Running Strong, at All Ages - Page 1.
by Ed Hardee
Ed Hardee

Running is a sport for young and old alike, as demonstrated at the sixth annual Reindeer Run 5K/10K in Fernandina Beach. The event recorded its youngest overall winner to date – and its oldest finisher.

Thirteen-year-old Eric Tallbacka of Jacksonville led the holiday-season 5K on Dec. 12 in 17:32. Yulee runner Tiffany Beechy, 32, was just 10 seconds behind to take the women’s overall title, setting the women’s time record for the 5K run.

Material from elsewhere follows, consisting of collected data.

// mapty-lib/src/storage.rs
use rusqlite::{params, Connection, OptionalExtension};
use std::collections::HashMap;
use std::path::{Path, PathBuf};
use thiserror::Error;

const STORAGE_FILE_NAME: &str = "storage.db";
pub(crate) const APP_DATA_DIR: &str = "mapty";
const DATA_ENV_VAR: &str = "MAPTY_DATA_DIR"; // Environment variable name

#[derive(Error, Debug)]
pub enum StorageError {
    #[error("Could not determine data directory.")]
    DataDir,
    #[error("I/O error accessing storage: {0}")]
    Io(#[from] std::io::Error),
    #[error("Storage connection failed: {0}")]
    Connection(#[source] rusqlite::Error),
    #[error("Storage query failed: {0}")]
    Query(#[from] rusqlite::Error),
    #[error("Failed to serialize data: {0}")]
    Serialize(#[from] serde_json::Error),
}

/// String key/value persistence.
pub trait KeyValueStorage {
    /// # Errors
    /// Fails when the backing store cannot be read.
    fn get_item(&self, key: &str) -> Result<Option<String>, StorageError>;
    /// # Errors
    /// Fails when the backing store cannot be written.
    fn set_item(&mut self, key: &str, value: &str) -> Result<(), StorageError>;
    /// Removing a missing key is not an error.
    ///
    /// # Errors
    /// Fails when the backing store cannot be written.
    fn remove_item(&mut self, key: &str) -> Result<(), StorageError>;
}

/// Volatile storage, mostly for tests.
#[derive(Debug, Clone, Default)]
pub struct MemoryStorage {
    items: HashMap<String, String>,
}

impl MemoryStorage {
    #[must_use]
    pub fn new() -> Self {
        Self::default()
    }
}

impl KeyValueStorage for MemoryStorage {
    fn get_item(&self, key: &str) -> Result<Option<String>, StorageError> {
        Ok(self.items.get(key).cloned())
    }

    fn set_item(&mut self, key: &str, value: &str) -> Result<(), StorageError> {
        self.items.insert(key.to_string(), value.to_string());
        Ok(())
    }

    fn remove_item(&mut self, key: &str) -> Result<(), StorageError> {
        self.items.remove(key);
        Ok(())
    }
}

/// SQLite file holding a single key/value table.
pub struct SqliteStorage {
    conn: Connection,
    path: PathBuf,
}

impl SqliteStorage {
    /// Opens (or creates) the database at `path` and initializes the table.
    ///
    /// # Errors
    /// Returns `StorageError` if the file cannot be opened or initialized.
    pub fn open<P: AsRef<Path>>(path: P) -> Result<Self, StorageError> {
        let conn = Connection::open(path.as_ref()).map_err(StorageError::Connection)?;
        init(&conn)?;
        Ok(Self {
            conn,
            path: path.as_ref().to_path_buf(),
        })
    }

    /// # Errors
    /// Returns `StorageError` if SQLite fails to initialize.
    pub fn open_in_memory() -> Result<Self, StorageError> {
        let conn = Connection::open_in_memory().map_err(StorageError::Connection)?;
        init(&conn)?;
        Ok(Self {
            conn,
            path: ":memory:".into(),
        })
    }

    #[must_use]
    pub fn path(&self) -> &Path {
        &self.path
    }
}

fn init(conn: &Connection) -> Result<(), StorageError> {
    conn.execute(
        "CREATE TABLE IF NOT EXISTS local_storage (
            key TEXT PRIMARY KEY NOT NULL,
            value TEXT NOT NULL
        )",
        [],
    )
    .map_err(StorageError::Connection)?;
    Ok(())
}

impl KeyValueStorage for SqliteStorage {
    fn get_item(&self, key: &str) -> Result<Option<String>, StorageError> {
        let value = self
            .conn
            .query_row(
                "SELECT value FROM local_storage WHERE key = ?1",
                params![key],
                |row| row.get(0),
            )
            .optional()?;
        Ok(value)
    }

    fn set_item(&mut self, key: &str, value: &str) -> Result<(), StorageError> {
        self.conn.execute(
            "INSERT INTO local_storage (key, value) VALUES (?1, ?2)
             ON CONFLICT(key) DO UPDATE SET value = excluded.value",
            params![key, value],
        )?;
        Ok(())
    }

    fn remove_item(&mut self, key: &str) -> Result<(), StorageError> {
        self.conn
            .execute("DELETE FROM local_storage WHERE key = ?1", params![key])?;
        Ok(())
    }
}

/// Determines the path to the storage database file.
///
/// # Errors
/// Fails when no data directory is known or it cannot be created.
pub fn get_storage_path() -> Result<PathBuf, StorageError> {
    let data_dir = match std::env::var(DATA_ENV_VAR).ok() {
        Some(path_str) => PathBuf::from(path_str),
        None => dirs::data_dir()
            .ok_or(StorageError::DataDir)?
            .join(APP_DATA_DIR),
    };
    if !data_dir.exists() {
        std::fs::create_dir_all(&data_dir)?;
    }
    Ok(data_dir.join(STORAGE_FILE_NAME))
}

Eric, a student at Darnell Cookman Middle School in Jacksonville, only began serious training in March and has finished first in his age group in several Jacksonville-area races. The Reindeer Run was his first overall victory, and also a personal 5K record by 38 seconds.

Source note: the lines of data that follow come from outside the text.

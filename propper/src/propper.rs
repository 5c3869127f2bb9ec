//! Property registration.

use std::sync::Arc;

use indexmap::IndexMap;
use tracing::debug;

use crate::accessor::Managed;
use crate::config::PropConfig;
use crate::error::Result;
use crate::policy;
use crate::registry::{ManagedProp, SchemaDef, SchemaRegistry, TypeKey};
use crate::signature::{normalize, NormalizedArgs, PropArgs};
use crate::start::{build_start, StartPlan};
use crate::type_tests::TypeTests;
use crate::validator::{self, check_name, TypeSpec};
use crate::value::PropValue;

/// Display name used in messages when none is given.
pub const DEFAULT_DISPLAY_NAME: &str = "instance";

/// Registrar binding managed properties to one target type.
///
/// Registrations go to the global [`SchemaRegistry`] and are visible to
/// every instance of the target, including ones created earlier.
#[derive(Debug, Clone)]
pub struct Propper {
    target: TypeKey,
    display_name: String,
    type_tests: Arc<TypeTests>,
}

impl Propper {
    /// Registrar for `T` using the built-in type tests.
    pub fn register<T: Managed>() -> Self {
        Self::named::<T>(DEFAULT_DISPLAY_NAME)
    }

    /// Registrar for `T` that names the type `display_name` in messages.
    pub fn named<T: Managed>(display_name: impl Into<String>) -> Self {
        let display_name = display_name.into();
        Self {
            target: TypeKey::of::<T>(),
            display_name: if display_name.is_empty() {
                DEFAULT_DISPLAY_NAME.to_string()
            } else {
                display_name
            },
            type_tests: TypeTests::shared_builtin(),
        }
    }

    /// Use `tests` to resolve type names for later registrations.
    pub fn with_type_tests(mut self, tests: TypeTests) -> Self {
        self.type_tests = Arc::new(tests);
        self
    }

    /// Inherit the properties registered for `P`.
    pub fn extends<P: Managed>(&mut self) -> Result<&mut Self> {
        SchemaRegistry::global().set_parent(self.target, TypeKey::of::<P>())?;
        Ok(self)
    }

    pub fn target(&self) -> TypeKey {
        self.target
    }

    pub fn display_name(&self) -> &str {
        &self.display_name
    }

    pub fn type_tests(&self) -> &TypeTests {
        &self.type_tests
    }

    /// Register the property `name`.
    ///
    /// Fails without registering anything when the name is not an
    /// identifier, a type name is missing from the type-test table, or a
    /// pattern does not compile. Registering a name again replaces the
    /// earlier registration.
    pub fn add_prop(&mut self, name: &str, args: PropArgs) -> Result<&mut Self> {
        check_name(name)?;
        let NormalizedArgs {
            default,
            type_spec,
            config,
            on_bad_value,
        } = normalize(name, args);

        let validator = validator::resolve(
            name,
            type_spec.as_ref(),
            config.test.as_ref(),
            &self.type_tests,
        )?;
        let on_bad_value = policy::resolve(
            on_bad_value,
            config.on_bad_value.as_ref(),
            name,
            type_spec.as_ref(),
            &self.display_name,
        );
        let StartPlan { start, set_on_get } = build_start(
            default,
            type_spec.as_ref(),
            config.start.clone(),
            config.set_on_get.unwrap_or(true),
        );
        let local_name = config
            .local_name
            .clone()
            .unwrap_or_else(|| format!("_{name}"));

        debug!(
            property = name,
            owner = self.target.name(),
            local_name = %local_name,
            validated = validator.is_some(),
            "registering managed property"
        );

        let prop = ManagedProp {
            enumerable: config.enumerable.unwrap_or(true),
            on_change: config.on_change.clone(),
            def: SchemaDef {
                name: name.to_string(),
                type_spec,
                config,
            },
            local_name,
            set_on_get,
            start,
            validator,
            on_bad_value,
        };
        if SchemaRegistry::global().insert(self.target, prop).is_some() {
            debug!(property = name, owner = self.target.name(), "replaced earlier registration");
        }
        Ok(self)
    }

    /// Untyped property starting out `Undefined`.
    pub fn prop(&mut self, name: &str) -> Result<&mut Self> {
        self.add_prop(name, PropArgs::new())
    }

    /// Untyped property with a default.
    pub fn prop_default(&mut self, name: &str, default: impl Into<PropValue>) -> Result<&mut Self> {
        self.add_prop(name, PropArgs::new().default_value(default))
    }

    /// Property with a default and a type specifier.
    pub fn typed(
        &mut self,
        name: &str,
        default: impl Into<PropValue>,
        type_spec: impl Into<TypeSpec>,
    ) -> Result<&mut Self> {
        self.add_prop(name, PropArgs::new().default_value(default).of_type(type_spec))
    }

    /// Property described entirely by an options object.
    ///
    /// The declared type is taken from `config.type_spec` and the default
    /// from `config.default_value`.
    pub fn configured(&mut self, name: &str, config: PropConfig) -> Result<&mut Self> {
        let default = config.default_value.clone().unwrap_or_default();
        self.add_prop(name, PropArgs::new().default_value(default).typed_config(config))
    }

    /// Typed property whose rejected values go to `on_bad_value`.
    pub fn guarded<F>(
        &mut self,
        name: &str,
        default: impl Into<PropValue>,
        type_spec: impl Into<TypeSpec>,
        on_bad_value: F,
    ) -> Result<&mut Self>
    where
        F: Fn(&PropValue, &mut dyn Managed, &str, &str) -> Result<()> + Send + Sync + 'static,
    {
        self.add_prop(
            name,
            PropArgs::new()
                .default_value(default)
                .of_type(type_spec)
                .on_bad_value(on_bad_value),
        )
    }

    /// Properties visible through the target, inherited ones included.
    pub fn schema(&self) -> IndexMap<String, SchemaDef> {
        SchemaRegistry::global().schema(self.target)
    }
}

“It was great,” he said. “People were cheering me on. It was a fast course.”

Sharing the 5K field with him was 85-year-old Joe Connolly of Jacksonville, who crossed the finish line in 46:48.

Joe’s goal is to finish 1,000 races. The Reindeer Run was No. 946.

Joe Connolly

“When you have a goal, it makes things a lot easier,” he said. “That’s my goal, to make 1,000. I figure I can do it the latter part of next year.”

Joe began his running career early in the 1970s and tries to do a race almost every weekend. “Anyone can say they’ve done so-many races, but I can prove it. I kept all my bibs,” he said. “I write the time and date.”

He has another goal -- to inspire others, showing them the healthy benefits of an active lifestyle. Even when he suffered a heart attack in 2006 -- in the last half-mile of the 9.3-mile Gate River Run – he was back on the road a few months later, with his doctor’s permission.

“You find out a lot about yourself,” he said. “No matter how much you train and take care of yourself, that’s 50 percent. The other 50 percent is what your mom and dad give you, your genes, your arteries. Two of mine were 85 percent blocked.”

“My doctor said it probably would have happened 20 years earlier if I hadn’t been keeping myself in shape,” he added. “I wear two stints now, and keep my heart rate under 130.”

And in all of those 946 races, what was his greatest thrill? In the following year’s River Run, “passing over that spot where I had the heart attack. I stomped on it real hard.”